Nachricht
Von Ladelund nach Tondern
Mitgliederfahrt der Kreisverbände Flensburg und Schleswig-Flensburg
25. Juni 2019
  • Schleswig-Holstein

Die alljährliche Tagesfahrt der Kreisverbände Flensburg und Schleswig-Flensburg führte in diesem Jahr 42 Mitglieder, Spender und Förderer unter der Leitung der beiden Kreisgeschäftsführer Michael Riedel und Konstantin Henkel zuerst in die KZ-Gedenkstätte nach Ladelund.

Dort wurde die Gruppe von der Leiterin Frau Dr. Happe in Empfang genommen. Nach einer kurzen Einführung wurde die Gruppe geteilt, eine Hälfte begann mit einem Film während sich die andere Hälfte die neu gestaltete Ausstellung ansah. Dann wurde gewechselt und es gab die Gelegenheit sich ein Stück des damals zu schaufelnden Panzergrabens anzusehen. Mit der Niederlegung eines Gesteckes und dem Verlesen des Totengedenkens fand der Besuch dieser beeindruckenden Gedenkstätte einen würdigen Abschluss.

Wer wollte, konnte dann noch einen Blick in die Kirche von Ladelund werfen. Anschließend ging es weiter nach Dänemark. Im kleinen Grenzort Rutebüll wartete die Inhaberin des Hostels und Wanderheimes Frau Kirsten Bossen mit einem leckeren Mittagessen auf uns. Es gab Schweinelendchen in brauner Champignonsauce, Blumenkohl und neue Kartoffeln und zum Nachtisch selbstgemachtes Krokanteis. Alles schmeckte sehr lecker, wie bei Muttern zu Hause.

Der Aufbruch fiel schwer, ein Mittagsschläfchen wäre eigentlich angebracht, aber in Tondern wurden wir im Garnisons- und Zeppelinmuseum erwartet. Anders Jacobsen, einer von 5 ehrenamtlichen Mitarbeitern, begrüßte uns und wies uns an einer großen Übersichtstafel ein. Dann wurde auch hier die Gruppe geteilt. Eine Hälfte begann mit einem Film, die andere führte Herr Jacobsen durch das Museum. Dann wurde gewechselt und zum Abschluss fuhren alle zur letzten noch existierenden riesigen Zeppelinhalle. Hier wurden uns die Dimensionen eines Zeppelins besonders deutlich. In Tondern stieß auch der Beauftragte des Volksbundes für Nordschleswig, Hans Christian Kier, zu uns und begleitete uns für den Rest des Tages.

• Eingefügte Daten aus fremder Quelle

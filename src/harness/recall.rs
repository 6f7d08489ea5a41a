use tracing::{info, instrument};

use super::{
    check_batch_input, count_outcomes, DistanceStats, Fetched, RecallCase, RecallCaseReport,
    RecallReport, RetrievalHarness,
};
use crate::error::{RagbenchError, RagbenchResult};
use crate::retriever::Retriever;

impl<'r, R: Retriever + ?Sized> RetrievalHarness<'r, R> {
    /// Recall@K: the fraction of cases whose expected id appears anywhere in
    /// the top `k` results.
    ///
    /// A retriever returning fewer than `k` results is scored on what it
    /// returned. Timed-out and failed cases count as misses.
    #[instrument(skip(self, cases), fields(cases = cases.len()))]
    pub async fn evaluate_recall(&self, cases: &[RecallCase], k: usize) -> RagbenchResult<RecallReport> {
        check_batch_input("recall", k, cases.iter().map(|c| c.query.as_str()))?;
        if let Some(case) = cases.iter().find(|c| c.expected_id.trim().is_empty()) {
            return Err(RagbenchError::InvalidInput(format!(
                "recall: case '{}' has no expected id",
                case.query
            )));
        }

        let queries: Vec<&str> = cases.iter().map(|c| c.query.as_str()).collect();
        let fetched = self.run_batch(&queries, k).await?;

        let report = score_recall(cases, &fetched, k);
        info!(
            k,
            hits = report.hits,
            total = report.total_cases,
            score = report.score,
            "Recall evaluation complete"
        );
        Ok(report)
    }

    /// Recall@K for each `k` in `ks`, in the order given
    pub async fn recall_sweep(&self, cases: &[RecallCase], ks: &[usize]) -> RagbenchResult<Vec<RecallReport>> {
        if ks.is_empty() {
            return Err(RagbenchError::InvalidInput(
                "recall sweep: no k values supplied".to_string(),
            ));
        }
        let mut reports = Vec::with_capacity(ks.len());
        for &k in ks {
            reports.push(self.evaluate_recall(cases, k).await?);
        }
        Ok(reports)
    }
}

fn score_recall(cases: &[RecallCase], fetched: &[Fetched], k: usize) -> RecallReport {
    let per_case: Vec<RecallCaseReport> = cases
        .iter()
        .zip(fetched)
        .map(|(case, f)| {
            let docs = f.docs();
            let rank = docs
                .iter()
                .position(|d| d.id == case.expected_id)
                .map(|pos| pos + 1);
            RecallCaseReport {
                query: case.query.clone(),
                expected_id: case.expected_id.clone(),
                hit: rank.is_some(),
                rank,
                retrieved_ids: docs.iter().map(|d| d.id.clone()).collect(),
                distances: docs.iter().map(|d| d.distance).collect(),
                status: f.status(),
            }
        })
        .collect();

    let total_cases = per_case.len();
    let hits = per_case.iter().filter(|c| c.hit).count();
    let reciprocal_sum: f64 = per_case
        .iter()
        .filter_map(|c| c.rank)
        .map(|rank| 1.0 / rank as f64)
        .sum();
    let top1: Vec<f32> = per_case
        .iter()
        .filter_map(|c| c.distances.first().copied())
        .collect();
    let (timed_out, failed) = count_outcomes(fetched);

    RecallReport {
        k,
        total_cases,
        hits,
        score: hits as f64 / total_cases as f64,
        mrr: reciprocal_sum / total_cases as f64,
        timed_out,
        failed,
        distance_stats: DistanceStats::from_distances(&top1),
        per_case,
    }
}

#[cfg(test)]
mod tests {
    use super::*;
    use crate::harness::{CaseStatus, HarnessConfig, ScoredDoc};
    use crate::retriever::RecordedRetriever;

    fn scenario_retriever() -> RecordedRetriever {
        RecordedRetriever::new()
            .with(
                "What happened with the passenger who hit a flight attendant?",
                vec![
                    ScoredDoc::new("doc_1", 0.1),
                    ScoredDoc::new("doc_3590", 0.4),
                    ScoredDoc::new("doc_2146", 0.5),
                ],
            )
            .with(
                "Tell me about the new Ant-Man movie trailer.",
                vec![
                    ScoredDoc::new("doc_77", 0.3),
                    ScoredDoc::new("doc_8413", 0.35),
                ],
            )
    }

    #[tokio::test]
    async fn test_hit_within_top_k() {
        let retriever = scenario_retriever();
        let harness = RetrievalHarness::new(&retriever, HarnessConfig::default());
        let cases = vec![RecallCase::new(
            "What happened with the passenger who hit a flight attendant?",
            "doc_1",
        )];

        let report = harness.evaluate_recall(&cases, 3).await.unwrap();
        assert_eq!(report.hits, 1);
        assert_eq!(report.score, 1.0);
        assert_eq!(report.summary(), "1 out of 1");
        assert_eq!(
            report.per_case[0].retrieved_ids,
            vec!["doc_1", "doc_3590", "doc_2146"]
        );
        assert_eq!(report.per_case[0].rank, Some(1));
    }

    #[tokio::test]
    async fn test_rank_and_mrr() {
        let retriever = scenario_retriever();
        let harness = RetrievalHarness::new(&retriever, HarnessConfig::default());
        let cases = vec![
            RecallCase::new(
                "What happened with the passenger who hit a flight attendant?",
                "doc_1",
            ),
            RecallCase::new("Tell me about the new Ant-Man movie trailer.", "doc_8413"),
        ];

        let report = harness.evaluate_recall(&cases, 3).await.unwrap();
        assert_eq!(report.per_case[1].rank, Some(2));
        assert_eq!(report.mrr, 0.75);
        assert_eq!(report.per_case[1].status, CaseStatus::Scored);

        let stats = report.distance_stats.unwrap();
        assert_eq!(stats.count, 2);
    }

    #[tokio::test]
    async fn test_empty_expected_id_rejected() {
        let retriever = scenario_retriever();
        let harness = RetrievalHarness::new(&retriever, HarnessConfig::default());
        let cases = vec![RecallCase::new("Tell me about the new Ant-Man movie trailer.", "")];

        let err = harness.evaluate_recall(&cases, 3).await.unwrap_err();
        assert!(matches!(err, RagbenchError::InvalidInput(_)));
    }

    #[tokio::test]
    async fn test_sweep_requires_ks() {
        let retriever = scenario_retriever();
        let harness = RetrievalHarness::new(&retriever, HarnessConfig::default());
        let cases = vec![RecallCase::new("Tell me about the new Ant-Man movie trailer.", "doc_8413")];

        assert!(harness.recall_sweep(&cases, &[]).await.is_err());

        let reports = harness.recall_sweep(&cases, &[1, 2]).await.unwrap();
        assert_eq!(reports[0].hits, 0);
        assert_eq!(reports[1].hits, 1);
    }
}
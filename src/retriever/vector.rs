use anyhow::{anyhow, Context, Result};
use async_trait::async_trait;
use tracing::info;

use super::Retriever;
use crate::ai::EmbeddingWrapper;
use crate::corpus::Corpus;
use crate::harness::{DocId, ScoredDoc};
use crate::vector::{IndexMetric, UsearchWrapper};

/// Headlines embedded per call to the model
pub const EMBED_BATCH_SIZE: usize = 1000;

/// Embeds a corpus into an in-process index and answers queries against it
pub struct VectorRetriever {
    embedding: EmbeddingWrapper,
    index: UsearchWrapper,
    /// Index key `n` is the document at position `n`
    ids: Vec<DocId>,
}

impl VectorRetriever {
    /// Embed every headline of `corpus` and index it
    pub fn build(corpus: &Corpus, embedding: EmbeddingWrapper, metric: IndexMetric) -> Result<Self> {
        let index = UsearchWrapper::new(embedding.dimensions(), metric)?;
        index.reserve(corpus.len())?;

        let documents = corpus.documents();
        for (batch_no, batch) in documents.chunks(EMBED_BATCH_SIZE).enumerate() {
            let texts: Vec<&str> = batch.iter().map(|d| d.headline.as_str()).collect();
            let vectors = embedding
                .generate(&texts)
                .with_context(|| format!("Failed to embed batch {}", batch_no + 1))?;

            let offset = batch_no * EMBED_BATCH_SIZE;
            for (i, vector) in vectors.iter().enumerate() {
                index.add((offset + i) as u64, vector)?;
            }
            info!("Indexed batch {} ({} headlines)", batch_no + 1, batch.len());
        }

        info!("Vector index ready with {} documents", index.size());
        Ok(Self {
            embedding,
            index,
            ids: documents.iter().map(|d| d.id.clone()).collect(),
        })
    }

    pub fn len(&self) -> usize {
        self.ids.len()
    }

    pub fn is_empty(&self) -> bool {
        self.ids.is_empty()
    }
}

#[async_trait]
impl Retriever for VectorRetriever {
    async fn retrieve(&self, query: &str, k: usize) -> Result<Vec<ScoredDoc>> {
        if self.ids.is_empty() {
            return Ok(Vec::new());
        }

        // The model runs on the CPU; keep it off the async workers
        let embedding = self.embedding.clone();
        let text = query.to_string();
        let vector = tokio::task::spawn_blocking(move || embedding.generate_one(&text))
            .await
            .context("Embedding task panicked")??;

        self.index
            .search(&vector, k)?
            .into_iter()
            .map(|(key, distance)| {
                let id = self
                    .ids
                    .get(key as usize)
                    .ok_or_else(|| anyhow!("Index returned unknown key {}", key))?;
                // Cosine distance can dip just below zero from rounding
                Ok(ScoredDoc::new(id.clone(), distance.max(0.0)))
            })
            .collect()
    }
}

Bevor wir die Rückfahrt antraten erwartete uns noch eine besondere Überraschung. Kirsten Bossen hatte in Rutebüll zum Kaffee aufgetischt. Nicht weniger als 5 selbstgemachte Torten warteten auf uns. Das ließen wir uns nicht zweimal sagen uns schlugen kräftig zu. Beim Kaffee trinken berichtete Hans Christian Kier über den neuen Grenzverlauf von 1920 und zeigte uns vor Ort einige interessante Grenzsteine, u.a. mitten auf der Straße. Voller neuer Eindrücke und wirklich sehr lecker beköstigt machten wird uns dann über Flensburg und Schleswig auf den Heimweg.